__To do__: Lines with the word "MultipleClickModel" in them are the ones to copy from the records.

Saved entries
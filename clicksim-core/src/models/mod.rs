//! Click models — primitives and the combinators that nest them.
//!
//! Primitives compute a mask from the documents and their own configuration:
//! - `RandomClickModel`: a fixed number of uniformly random clicks
//! - `FixedClickModel`: clicks at configured positions
//! - `OnlyRelevantClickModel`: clicks on documents at or above a relevance threshold
//!
//! Combinators wrap other click models and are click models themselves:
//! - `MultipleClickModel`: delegates each call to one child picked by probability
//! - `ConditionedClickModel`: reduces all children's masks pointwise
//! - `MaxClicksModel`: keeps only the first N clicks in document order
//! - `MaskPaddedClickModel`: masks documents that are list padding

pub mod conditioned;
pub mod fixed;
pub mod mask_padded;
pub mod max_clicks;
pub mod multiple;
pub mod only_relevant;
pub mod random;

use rand::RngCore;

use crate::documents::{ClickMask, Documents};
use crate::error::ClickModelError;

/// Trait for click models.
///
/// A click model turns a ranked list of documents into a click mask of the
/// same length. Models are immutable once built: the only thing a call
/// consumes is randomness from `rng`, which the caller owns so simulations
/// can be seeded and replayed.
///
/// Callers never need to know whether they hold a primitive or a combinator.
pub trait ClickModel: Send + Sync {
    /// Short identifier (e.g., "random", "max_clicks").
    fn name(&self) -> &str;

    /// Simulate one user's clicks on `documents`.
    fn click(
        &self,
        documents: &Documents<'_>,
        rng: &mut dyn RngCore,
    ) -> Result<ClickMask, ClickModelError>;
}

impl<M: ClickModel + ?Sized> ClickModel for Box<M> {
    fn name(&self) -> &str {
        (**self).name()
    }

    fn click(
        &self,
        documents: &Documents<'_>,
        rng: &mut dyn RngCore,
    ) -> Result<ClickMask, ClickModelError> {
        (**self).click(documents, rng)
    }
}

/// Run a nested model and check it honoured the mask-length contract.
pub(crate) fn click_child(
    child: &dyn ClickModel,
    documents: &Documents<'_>,
    rng: &mut dyn RngCore,
) -> Result<ClickMask, ClickModelError> {
    let mask = child.click(documents, rng)?;
    if mask.len() != documents.len() {
        return Err(ClickModelError::MaskLengthMismatch {
            model: child.name().to_string(),
            expected: documents.len(),
            actual: mask.len(),
        });
    }
    Ok(mask)
}

// Re-export concrete model types.
pub use conditioned::{Combiner, ConditionedClickModel};
pub use fixed::FixedClickModel;
pub use mask_padded::{MaskPaddedClickModel, DEFAULT_PADDING_VALUE};
pub use max_clicks::MaxClicksModel;
pub use multiple::{MultipleClickModel, PROBABILITY_SUM_TOLERANCE};
pub use only_relevant::OnlyRelevantClickModel;
pub use random::RandomClickModel;


#[cfg(test)]
mod tests {
    use super::test_models::StaticMask;
    use super::*;
    use rand::rngs::StdRng;
    use rand::SeedableRng;

    #[test]
    fn boxed_models_are_click_models() {
        let model: Box<dyn ClickModel> = Box::new(FixedClickModel::new(vec![1]));
        let relevance = [0.0, 1.0];
        let docs = Documents::from_relevance(&relevance);
        let mut rng = StdRng::seed_from_u64(0);
        let mask = model.click(&docs, &mut rng).unwrap();
        assert_eq!(mask.values(), vec![0, 1]);
        assert_eq!(model.name(), "fixed");
    }

    #[test]
    fn child_mask_length_is_checked() {
        let child = StaticMask {
            values: vec![1, 0],
        };
        let relevance = [0.0, 1.0, 2.0];
        let docs = Documents::from_relevance(&relevance);
        let mut rng = StdRng::seed_from_u64(0);
        let err = click_child(&child, &docs, &mut rng).unwrap_err();
        assert_eq!(
            err,
            ClickModelError::MaskLengthMismatch {
                model: "static_mask".into(),
                expected: 3,
                actual: 2
            }
        );
    }
}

__Answer section__:
//! - `MultipleClickModel`: delegates each call to one child picked by probability
pub use multiple::{MultipleClickModel, PROBABILITY_SUM_TOLERANCE};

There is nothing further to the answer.